The standard error looks like the following:
\[ SE = \sqrt{\frac{\hat{p}_{died, F} (1 - \hat{p}_{died, F})}{n_{F}} + \frac{\hat{p}_{died, M} (1 - \hat{p}_{died, M})}{n_M}} \]
Plugging in the numbers from the exploratory data analysis output:
\[ SE = \sqrt{\frac{0.222 (1 - 0.222)}{126} + \frac{0.367 (1 - 0.367)}{79}} \]
In R,
## [1] 0.06566131
Now our z-score formula is
\[ z = \frac{(\hat{p}_{died, F} - \hat{p}_{died, M}) - (p_{died, F} - p_{died, M})}{SE} \]
The first term in the numerator \((\hat{p}_{died, F} - \hat{p}_{died, M})\) is our test statistic, -0.145. The second term in the numerator \((p_{died, F} - p_{died, M})\) is zero according to the null hypothesis. Plugging all that in, along with the value of SE, gives
\[ z = \frac{-0.145 - 0}{0.066} \approx -2.2 \]
Other than a little rounding error (since we rounded everything in sight to three decimal places instead of keeping more precision), this is what the infer
output also reported.
16.9.2 Report the test statistic in context (when possible).
In our sample, there is a -14.4866385% difference between the rate at which women and men in Denmark die from malignant melanoma (meaning that males died at a higher rate).
The test statistic has a z score of -2.2530721. The difference in proportions between the rate at which women and men in Denmark die from malignant melanoma lies a bit more than 2 standard errors to the left of the null value.
Commentary: Note the phrase “meaning that males died at a higher rate”. If you are looking at a difference, you must indicate the direction of the difference. Without that, we would know that there was a difference, but we would have no idea whether women or men die more from malignant melanoma. Once we know that we are subtracting female minus male, then given the values are negative, we can infer that males die from malignant melanoma more often than females in these samples.
16.9.3 Plot the null distribution.
status_sex_test <- Melanoma %>%
specify(status_fct ~ sex_fct, success = "died from melanoma") %>%
hypothesize(null = "independence") %>%
assume(distribution = "z")
status_sex_test
## A Z distribution.
Commentary: Remember that this is a two-sided test.The red line above is the location of the test statistic, but both tails are shaded and count toward the P-value.

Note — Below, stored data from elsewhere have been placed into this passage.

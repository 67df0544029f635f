//! Show the subtitle band of a single image.

use std::path::PathBuf;

use anyhow::Context;
use substitch_common::AppConfig;
use substitch_detector::{BandSource, SubtitleRegionDetector};

use crate::DetectionArgs;

pub fn run(
    app: &AppConfig,
    image: PathBuf,
    detection: DetectionArgs,
    json: bool,
) -> anyhow::Result<()> {
    let config = super::detection_config(app.detection, &detection);
    config.validate()?;

    let detector = SubtitleRegionDetector::new(config);
    let result = detector
        .detect_path(&image)
        .with_context(|| format!("Failed to analyze {}", image.display()))?;

    if json {
        println!("{}", serde_json::to_string_pretty(&result)?);
        return Ok(());
    }

    println!("Image: {}", image.display());
    println!("  Language: {}", config.language);
    println!(
        "  Band: top={} height={}",
        result.band.top, result.band.height
    );
    match result.source {
        BandSource::Text { blocks } if blocks > 1 => {
            println!("  Source: text rows ({blocks} stacked lines found)")
        }
        BandSource::Text { .. } => println!("  Source: text rows"),
        BandSource::Fallback => println!("  Source: fallback (no text rows detected)"),
    }
    Ok(())
}
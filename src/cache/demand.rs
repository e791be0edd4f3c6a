//! Demand tracking
//!
//! Remembers how much data readers actually ask of an item, by count and
//! by duration. A larger figure commits immediately; smaller figures
//! accumulate provisionally and replace the committed figure once the
//! renewal interval passes, so demand decays toward recently observed need
//! instead of growing forever.

use crate::types::Timestamp;

/// Committed and provisional demand for one item
#[derive(Debug, Clone)]
pub struct DemandTracker {
    count: usize,
    duration: u32,
    provisional_count: usize,
    provisional_duration: u32,
    count_renewed_at: Timestamp,
    duration_renewed_at: Timestamp,
}

impl DemandTracker {
    /// Start tracking with zero demand
    pub fn new(now: Timestamp) -> Self {
        Self {
            count: 0,
            duration: 0,
            provisional_count: 0,
            provisional_duration: 0,
            count_renewed_at: now,
            duration_renewed_at: now,
        }
    }

    /// Committed count demand
    pub fn count(&self) -> usize {
        self.count
    }

    /// Committed duration demand in seconds
    pub fn duration(&self) -> u32 {
        self.duration
    }

    /// Feed an observed request into the tracker
    ///
    /// `renewal_interval` is how long a committed figure stays authoritative
    /// before the provisional figure replaces it.
    pub fn update(
        &mut self,
        new_count: usize,
        new_duration: u32,
        now: Timestamp,
        renewal_interval: u32,
    ) {
        if self.count < new_count {
            self.count = new_count;
            self.provisional_count = 0;
            self.count_renewed_at = now;
        } else if self.provisional_count < new_count {
            self.provisional_count = new_count;
        }

        if now.saturating_sub(self.count_renewed_at) > renewal_interval {
            self.count = self.provisional_count;
            self.provisional_count = 0;
            self.count_renewed_at = now;
        }

        if self.duration < new_duration {
            self.duration = new_duration;
            self.provisional_duration = 0;
            self.duration_renewed_at = now;
        } else if self.provisional_duration < new_duration {
            self.provisional_duration = new_duration;
        }

        if now.saturating_sub(self.duration_renewed_at) > renewal_interval {
            self.duration = self.provisional_duration;
            self.provisional_duration = 0;
            self.duration_renewed_at = now;
        }
    }

    /// True when `available` points satisfy the committed count demand,
    /// i.e. the oldest point may be evicted without breaking it
    pub fn count_met_by(&self, available: usize) -> bool {
        self.count <= available
    }

    /// True when a point timestamped `ts` already lies outside the
    /// committed duration window ending at `now`
    pub fn duration_met_at(&self, ts: Timestamp, now: Timestamp) -> bool {
        self.duration <= now.saturating_sub(ts)
    }
}
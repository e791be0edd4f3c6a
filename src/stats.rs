//! Cache operation counters

use std::sync::atomic::{AtomicU64, Ordering};

use serde::Serialize;

/// Atomic counters updated on every cache operation
#[derive(Debug, Default)]
pub struct CacheStats {
    hits: AtomicU64,
    misses: AtomicU64,
    db_requests: AtomicU64,
    db_fails: AtomicU64,
    fails: AtomicU64,
    values_written: AtomicU64,
}

impl CacheStats {
    /// Create zeroed counters
    pub fn new() -> Self {
        Self::default()
    }

    /// A read was answered entirely from memory
    pub fn record_hit(&self) {
        self.hits.fetch_add(1, Ordering::Relaxed);
    }

    /// A read needed the backing store
    pub fn record_miss(&self) {
        self.misses.fetch_add(1, Ordering::Relaxed);
    }

    /// A backing store request was issued
    pub fn record_db_request(&self) {
        self.db_requests.fetch_add(1, Ordering::Relaxed);
    }

    /// A backing store request failed
    pub fn record_db_fail(&self) {
        self.db_fails.fetch_add(1, Ordering::Relaxed);
    }

    /// A read failed outright
    pub fn record_fail(&self) {
        self.fails.fetch_add(1, Ordering::Relaxed);
    }

    /// Samples accepted on the write path
    pub fn record_values_written(&self, n: u64) {
        self.values_written.fetch_add(n, Ordering::Relaxed);
    }

    /// Copy the counters out
    pub fn snapshot(&self) -> StatsSnapshot {
        StatsSnapshot {
            hits: self.hits.load(Ordering::Relaxed),
            misses: self.misses.load(Ordering::Relaxed),
            db_requests: self.db_requests.load(Ordering::Relaxed),
            db_fails: self.db_fails.load(Ordering::Relaxed),
            fails: self.fails.load(Ordering::Relaxed),
            values_written: self.values_written.load(Ordering::Relaxed),
        }
    }
}

/// Point-in-time copy of the cache counters
#[derive(Debug, Clone, Copy, PartialEq, Eq, Serialize)]
pub struct StatsSnapshot {
    /// Reads answered entirely from memory
    pub hits: u64,
    /// Reads that needed the backing store
    pub misses: u64,
    /// Backing store requests issued
    pub db_requests: u64,
    /// Backing store requests that failed
    pub db_fails: u64,
    /// Reads that failed outright
    pub fails: u64,
    /// Samples accepted on the write path
    pub values_written: u64,
}

#[cfg(test)]
mod tests {
    use super::*;

    #[test]
    fn test_counters_accumulate() {
        let stats = CacheStats::new();
        stats.record_hit();
        stats.record_hit();
        stats.record_miss();
        stats.record_db_request();
        stats.record_values_written(5);

        let snap = stats.snapshot();
        assert_eq!(snap.hits, 2);
        assert_eq!(snap.misses, 1);
        assert_eq!(snap.db_requests, 1);
        assert_eq!(snap.db_fails, 0);
        assert_eq!(snap.values_written, 5);
    }
}
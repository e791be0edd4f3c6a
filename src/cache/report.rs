//! Serialized response shapes
//!
//! JSON objects handed to the server's trapper/API layer. Points serialize
//! as `{"clock": ts, "value": <scalar>}`; the per-item report carries the
//! metadata fields alongside the data array.

use serde::Serialize;

use crate::types::{ItemId, ItemState, TimeSeriesPoint, Timestamp, Value};

/// One sample in wire form
#[derive(Debug, Clone, Serialize)]
pub struct PointReport {
    /// Sample time in unix seconds
    pub clock: Timestamp,
    /// Sample payload as a plain JSON scalar
    pub value: Value,
}

impl From<TimeSeriesPoint> for PointReport {
    fn from(p: TimeSeriesPoint) -> Self {
        Self {
            clock: p.ts,
            value: p.value,
        }
    }
}

/// Per-item state plus recent data
#[derive(Debug, Clone, Serialize)]
pub struct ItemReport {
    /// Item id
    pub itemid: ItemId,
    /// Time of the most recent data
    pub lastdata: Timestamp,
    /// Next scheduled poll
    pub nextcheck: Timestamp,
    /// Polling state
    pub state: ItemState,
    /// Last polling error, omitted when clear
    #[serde(skip_serializing_if = "Option::is_none")]
    pub error: Option<String>,
    /// Recent samples, newest first
    pub data: Vec<PointReport>,
}

/// Newest cached values of one item, for bulk last-value dumps
#[derive(Debug, Clone, Serialize)]
pub struct ItemLastValues {
    /// Item id
    pub itemid: ItemId,
    /// Samples, newest first
    pub values: Vec<PointReport>,
}

#[cfg(test)]
mod tests {
    use super::*;

    #[test]
    fn test_point_report_shape() {
        let report = PointReport {
            clock: 1000,
            value: Value::Float(1.5),
        };
        assert_eq!(
            serde_json::to_string(&report).unwrap(),
            r#"{"clock":1000,"value":1.5}"#
        );
    }

    #[test]
    fn test_item_report_omits_clear_error() {
        let report = ItemReport {
            itemid: 7,
            lastdata: 1000,
            nextcheck: 1060,
            state: ItemState::Normal,
            error: None,
            data: vec![],
        };
        let json = serde_json::to_string(&report).unwrap();
        assert!(!json.contains("error"));
        assert!(json.contains(r#""state":"normal""#));
    }
}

16.9.4 Calculate the P-value.
status_sex_test_p <- status_sex_test %>%
get_p_value(obs_stat = obs_diff_z, direction = "two-sided")
status_sex_test_p
## # A tibble: 1 × 1
## p_value
## <dbl>
## 1 0.0243
16.9.5 Interpret the P-value as a probability given the null.

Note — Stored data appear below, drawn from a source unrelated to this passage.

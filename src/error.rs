//! Error types for the value cache

use thiserror::Error;

use crate::backing::StoreError;
use crate::types::{Timestamp, ValueType};

/// Main error type for cache operations
#[derive(Error, Debug)]
pub enum CacheError {
    /// The item has never been written to the cache
    #[error("Item not found: {0}")]
    NotFound(u64),

    /// An element with this id already exists in the table
    #[error("Element already exists: {0}")]
    AlreadyExists(u64),

    /// The memory budget is exhausted
    #[error("Allocation of {requested} bytes failed: {used} of {capacity} bytes in use")]
    AllocationFailure {
        /// Bytes the operation tried to charge
        requested: usize,
        /// Bytes currently charged against the budget
        used: usize,
        /// Total budget capacity in bytes
        capacity: usize,
    },

    /// The backing historical store reported a failure
    #[error("Backing store error: {0}")]
    BackingStore(#[from] StoreError),

    /// Cache plus backing store could not satisfy the requested range or count
    ///
    /// Queries never return partial results; this error is the total-failure
    /// outcome.
    #[error("Insufficient data: have {available}, need {needed}")]
    InsufficientData {
        /// Points (or seconds) available after the fallback fetch
        available: usize,
        /// Points (or seconds) the request asked for
        needed: usize,
    },

    /// A value of an unexpected type reached a typed code path
    #[error("Invalid value type: expected {expected}, got {got}")]
    InvalidValueType {
        /// Type the cache entry holds
        expected: ValueType,
        /// Type that arrived
        got: ValueType,
    },

    /// A sample is timestamped too far ahead of the wall clock
    #[error("Timestamp {ts} is too far ahead of current time {now}")]
    TimestampAhead {
        /// The rejected sample timestamp
        ts: Timestamp,
        /// Wall-clock time at rejection
        now: Timestamp,
    },

    /// A buffer operation violated the time ordering or capacity rules
    #[error("Ring buffer error: {0}")]
    RingBuffer(String),

    /// Configuration error
    #[error("Configuration error: {0}")]
    Configuration(String),
}

/// Result type alias
pub type Result<T> = std::result::Result<T, CacheError>;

The P-value is 0.0242546. If there were truly no difference between the rate at which women and men in Denmark die from malignant melanoma, there is only a 2.4254604% chance of seeing a difference in our data at least as extreme as what we saw.
16.10 Conclusion
16.10.2 State (but do not overstate) a contextually meaningful conclusion.

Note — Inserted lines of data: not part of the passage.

//! Fixed-capacity time-ordered ring buffer
//!
//! Holds the cached samples of one item, oldest at the tail, newest at the
//! head. Timestamps are non-decreasing walking from tail to head around the
//! circle; both append operations enforce the ordering and fail without
//! mutating state when it would break.
//!
//! Indices handed out by [`TimeSeriesRingBuffer::find_time_idx`] are opaque
//! slot positions. They stay valid across tail churn and are only meaningful
//! when passed back into this type; no caller performs wrap arithmetic.

use crate::config::MAX_BUFFER_CAPACITY;
use crate::error::{CacheError, Result};
use crate::types::{TimeSeriesPoint, Timestamp};

/// Circular buffer of timestamped samples
#[derive(Debug)]
pub struct TimeSeriesRingBuffer {
    slots: Vec<Option<TimeSeriesPoint>>,
    /// Slot of the newest point, None when empty
    head: Option<usize>,
    /// Slot of the oldest point, None when empty
    tail: Option<usize>,
    count: usize,
}

impl TimeSeriesRingBuffer {
    /// Create an empty buffer with the given slot capacity
    pub fn new(capacity: usize) -> Result<Self> {
        if capacity == 0 || capacity > MAX_BUFFER_CAPACITY {
            return Err(CacheError::RingBuffer(format!(
                "capacity {} outside 1..={}",
                capacity, MAX_BUFFER_CAPACITY
            )));
        }
        let mut slots = Vec::with_capacity(capacity);
        slots.resize_with(capacity, || None);
        Ok(Self {
            slots,
            head: None,
            tail: None,
            count: 0,
        })
    }

    /// Number of points currently stored
    pub fn len(&self) -> usize {
        self.count
    }

    /// True when no points are stored
    pub fn is_empty(&self) -> bool {
        self.count == 0
    }

    /// True when every slot is occupied
    pub fn is_full(&self) -> bool {
        self.count == self.slots.len()
    }

    /// Slot capacity
    pub fn capacity(&self) -> usize {
        self.slots.len()
    }

    /// Timestamp of the newest point
    pub fn time_head(&self) -> Option<Timestamp> {
        self.head.and_then(|i| self.slots[i].as_ref()).map(|p| p.ts)
    }

    /// Timestamp of the oldest point
    pub fn time_tail(&self) -> Option<Timestamp> {
        self.tail.and_then(|i| self.slots[i].as_ref()).map(|p| p.ts)
    }

    /// Timestamp of the point that becomes the tail after one `free_tail`
    pub fn time_after_tail(&self) -> Option<Timestamp> {
        if self.count < 2 {
            return None;
        }
        let tail = self.tail?;
        self.slots[self.wrap(tail + 1)].as_ref().map(|p| p.ts)
    }

    /// Opaque slot index of the newest point
    pub fn head_idx(&self) -> Option<usize> {
        self.head
    }

    /// Opaque slot index of the oldest point
    pub fn tail_idx(&self) -> Option<usize> {
        self.tail
    }

    /// Borrow the point at an opaque slot index
    pub fn get(&self, idx: usize) -> Option<&TimeSeriesPoint> {
        self.slots.get(idx).and_then(|s| s.as_ref())
    }

    fn wrap(&self, idx: usize) -> usize {
        idx % self.slots.len()
    }

    /// Number of points from the tail through `idx`, inclusive
    pub fn count_through(&self, idx: usize) -> usize {
        match self.tail {
            Some(tail) => self.wrap(idx + self.slots.len() - tail) + 1,
            None => 0,
        }
    }

    /// Append a newest point
    ///
    /// Fails without mutation when the buffer is non-empty and `point.ts`
    /// is older than the head timestamp. When the buffer is full the oldest
    /// point is evicted to make room and returned to the caller, which owns
    /// releasing whatever the payload was charged against.
    pub fn add_to_head(&mut self, point: TimeSeriesPoint) -> Result<Option<TimeSeriesPoint>> {
        if let Some(head_ts) = self.time_head() {
            if point.ts < head_ts {
                return Err(CacheError::RingBuffer(format!(
                    "timestamp {} is older than head {}",
                    point.ts, head_ts
                )));
            }
        }

        let evicted = if self.is_full() { self.free_tail() } else { None };

        let new_head = match self.head {
            Some(head) => self.wrap(head + 1),
            None => 0,
        };
        self.slots[new_head] = Some(point);
        self.head = Some(new_head);
        if self.tail.is_none() {
            self.tail = Some(new_head);
        }
        self.count += 1;
        Ok(evicted)
    }

    /// Prepend an oldest point
    ///
    /// Used when merging backing-store results into the cache. Fails without
    /// mutation when the buffer is full or `point.ts` is newer than the tail
    /// timestamp.
    pub fn add_to_tail(&mut self, point: TimeSeriesPoint) -> Result<()> {
        if self.is_full() {
            return Err(CacheError::RingBuffer(
                "no free slot at the tail".to_string(),
            ));
        }
        if let Some(tail_ts) = self.time_tail() {
            if point.ts > tail_ts {
                return Err(CacheError::RingBuffer(format!(
                    "timestamp {} is newer than tail {}",
                    point.ts, tail_ts
                )));
            }
        }

        let new_tail = match self.tail {
            Some(tail) => self.wrap(tail + self.slots.len() - 1),
            None => 0,
        };
        self.slots[new_tail] = Some(point);
        self.tail = Some(new_tail);
        if self.head.is_none() {
            self.head = Some(new_tail);
        }
        self.count += 1;
        Ok(())
    }

    /// Remove and return the oldest point
    pub fn free_tail(&mut self) -> Option<TimeSeriesPoint> {
        let tail = self.tail?;
        let point = self.slots[tail].take();
        self.count -= 1;
        if self.count == 0 {
            self.head = None;
            self.tail = None;
        } else {
            self.tail = Some(self.wrap(tail + 1));
        }
        point
    }

    /// Slot index of the point with the greatest timestamp at or before `ts`
    ///
    /// `None` when the buffer is empty or `ts` falls outside the stored
    /// `[tail, head]` time range. Binary search over the circular range.
    pub fn find_time_idx(&self, ts: Timestamp) -> Option<usize> {
        let (head, tail) = (self.head?, self.tail?);
        let head_ts = self.slots[head].as_ref()?.ts;
        let tail_ts = self.slots[tail].as_ref()?.ts;

        if ts < tail_ts || ts > head_ts {
            return None;
        }

        // search over logical offsets from the tail, map back to a slot
        let mut lo = 0usize;
        let mut hi = self.count - 1;
        while lo < hi {
            let mid = (lo + hi + 1) / 2;
            let slot = self.wrap(tail + mid);
            match self.slots[slot].as_ref() {
                Some(p) if p.ts <= ts => lo = mid,
                _ => hi = mid - 1,
            }
        }
        Some(self.wrap(tail + lo))
    }

    /// True when at least `need` points exist at or before slot `idx`
    pub fn has_enough_from_idx(&self, need: usize, idx: usize) -> bool {
        need > 0 && self.count_through(idx) >= need
    }

    /// True when at least `need` points exist at or before time `ts`
    pub fn has_enough_at_time(&self, need: usize, ts: Timestamp) -> bool {
        match self.find_time_idx(ts) {
            Some(idx) => self.has_enough_from_idx(need, idx),
            None => false,
        }
    }

    /// Clone the `count` points ending at slot `head_idx`, oldest first
    pub fn collect_count(&self, head_idx: usize, count: usize) -> Vec<TimeSeriesPoint> {
        let take = count.min(self.count_through(head_idx));
        let mut out = Vec::with_capacity(take);
        for step in (0..take).rev() {
            let slot = self.wrap(head_idx + self.slots.len() - step);
            if let Some(p) = self.slots[slot].as_ref() {
                out.push(p.clone());
            }
        }
        out
    }

    /// Clone the points from slot `tail_idx` through slot `head_idx`, oldest first
    pub fn collect_between(&self, tail_idx: usize, head_idx: usize) -> Vec<TimeSeriesPoint> {
        let span = self.wrap(head_idx + self.slots.len() - tail_idx) + 1;
        let mut out = Vec::with_capacity(span);
        for step in 0..span {
            let slot = self.wrap(tail_idx + step);
            if let Some(p) = self.slots[slot].as_ref() {
                out.push(p.clone());
            }
        }
        out
    }

    /// Iterate stored points oldest first
    pub fn iter(&self) -> impl Iterator<Item = &TimeSeriesPoint> {
        let tail = self.tail.unwrap_or(0);
        let cap = self.slots.len();
        (0..self.count).filter_map(move |step| self.slots[(tail + step) % cap].as_ref())
    }

    /// Change the slot capacity
    ///
    /// Growing preserves every point; shrinking drops the oldest points to
    /// fit, invoking `on_evict` once per dropped point. Either way the
    /// buffer is renumbered so the tail lands at slot 0. Fails without
    /// mutation when `new_capacity` is out of range.
    pub fn resize(
        &mut self,
        new_capacity: usize,
        mut on_evict: Option<&mut dyn FnMut(TimeSeriesPoint)>,
    ) -> Result<()> {
        if new_capacity == 0 || new_capacity > MAX_BUFFER_CAPACITY {
            return Err(CacheError::RingBuffer(format!(
                "capacity {} outside 1..={}",
                new_capacity, MAX_BUFFER_CAPACITY
            )));
        }

        while self.count > new_capacity {
            if let Some(dropped) = self.free_tail() {
                if let Some(cb) = on_evict.as_mut() {
                    cb(dropped);
                }
            }
        }

        let mut new_slots = Vec::with_capacity(new_capacity);
        new_slots.resize_with(new_capacity, || None);
        let count = self.count;
        if let Some(tail) = self.tail {
            let cap = self.slots.len();
            for (logical, slot) in new_slots.iter_mut().enumerate().take(count) {
                *slot = self.slots[(tail + logical) % cap].take();
            }
        }
        self.slots = new_slots;
        if count > 0 {
            self.tail = Some(0);
            self.head = Some(count - 1);
        } else {
            self.tail = None;
            self.head = None;
        }
        Ok(())
    }
}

We have sufficient evidence to suggest that there is a difference between the rate at which women and men in Denmark die from malignant melanoma.
16.10.3 Express reservations or uncertainty about the generalizability of the conclusion.
We echo the same concerns we had back in Chapter 11 when we first saw this data. We have no idea how these patients were sampled. Are these all the patients in Denmark with malignant melanoma over a certain period of time? Were they part of a convenience sample? As a result of our uncertainly about the sampling process, we can’t be sure if the results generalize to a larger population, either in Denmark or especially outside of Denmark.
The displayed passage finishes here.